--- START ---

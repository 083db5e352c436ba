//! `SQLite` connection pool setup and migration runner.

use std::str::FromStr;

use sqlx::SqlitePool;
use sqlx::sqlite::{SqliteConnectOptions, SqlitePoolOptions};

use crate::error::StorageError;

/// Configuration for the `SQLite` storage adapter.
pub struct Config {
    /// `SQLite` connection URL (e.g. `sqlite:hivekeep.db` or `sqlite::memory:`).
    pub database_url: String,
}

impl Config {
    /// Build a [`Database`] from this configuration.
    ///
    /// Creates the connection pool, creates the database file if missing,
    /// and runs all pending migrations.
    ///
    /// # Errors
    ///
    /// Returns [`StorageError`] if the connection or migrations fail.
    pub async fn build(self) -> Result<Database, StorageError> {
        Database::initialize(&self.database_url).await
    }
}

/// Holds the `SQLite` connection pool and provides access to it.
pub struct Database {
    pool: SqlitePool,
}

impl Database {
    /// Connect to the database and run migrations.
    ///
    /// An in-memory database lives and dies with its connection, so it gets
    /// exactly one connection that is never recycled.
    async fn initialize(database_url: &str) -> Result<Self, StorageError> {
        let options = SqliteConnectOptions::from_str(database_url)?
            .create_if_missing(true)
            .foreign_keys(true);

        let pool = if database_url.contains(":memory:") {
            SqlitePoolOptions::new()
                .max_connections(1)
                .min_connections(1)
                .idle_timeout(None)
                .max_lifetime(None)
                .connect_with(options)
                .await?
        } else {
            SqlitePoolOptions::new().connect_with(options).await?
        };

        sqlx::migrate!("./migrations").run(&pool).await?;
        tracing::debug!(url = database_url, "database ready");

        Ok(Self { pool })
    }

    /// Borrow the underlying connection pool.
    #[must_use]
    pub fn pool(&self) -> &SqlitePool {
        &self.pool
    }
}
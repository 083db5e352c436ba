//! Column decoding and binding helpers shared by every store.

use chrono::DateTime;
use sqlx::Row;
use sqlx::sqlite::SqliteRow;

use hivekeep_domain::id::UserId;
use hivekeep_domain::lifecycle::{Lifecycle, Timestamp};
use hivekeep_domain::record::Page;

/// Decode the audit columns every table carries.
pub(crate) fn lifecycle(row: &SqliteRow) -> Result<Lifecycle, sqlx::Error> {
    Ok(Lifecycle {
        is_deleted: row.try_get("is_deleted")?,
        created: timestamp(row, "created")?,
        created_by: UserId::new(row.try_get("created_by")?),
        last_updated: timestamp(row, "last_updated")?,
        last_updated_by: UserId::new(row.try_get("last_updated_by")?),
    })
}

fn timestamp(row: &SqliteRow, column: &str) -> Result<Timestamp, sqlx::Error> {
    let raw: String = row.try_get(column)?;
    DateTime::parse_from_rfc3339(&raw)
        .map(|ts| ts.to_utc())
        .map_err(|err| sqlx::Error::Decode(Box::new(err)))
}

/// `LIMIT` and `OFFSET` values for `page`; `-1` lifts the limit.
pub(crate) fn window(page: Page) -> (i64, i64) {
    let limit = page.amount.map_or(-1, i64::from);
    (limit, i64::from(page.start))
}

/// Bind value for `id != ?` when no record is excluded. Ids start at 1.
pub(crate) const NO_ID: i64 = 0;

--- END ---

## WHAT THE TASK REQUIRES
Filter the material for the word "UserId" and copy each matching line.

## TASK SOLUTION
use hivekeep_domain::id::UserId;
        created_by: UserId::new(row.try_get("created_by")?),
        last_updated_by: UserId::new(row.try_get("last_updated_by")?),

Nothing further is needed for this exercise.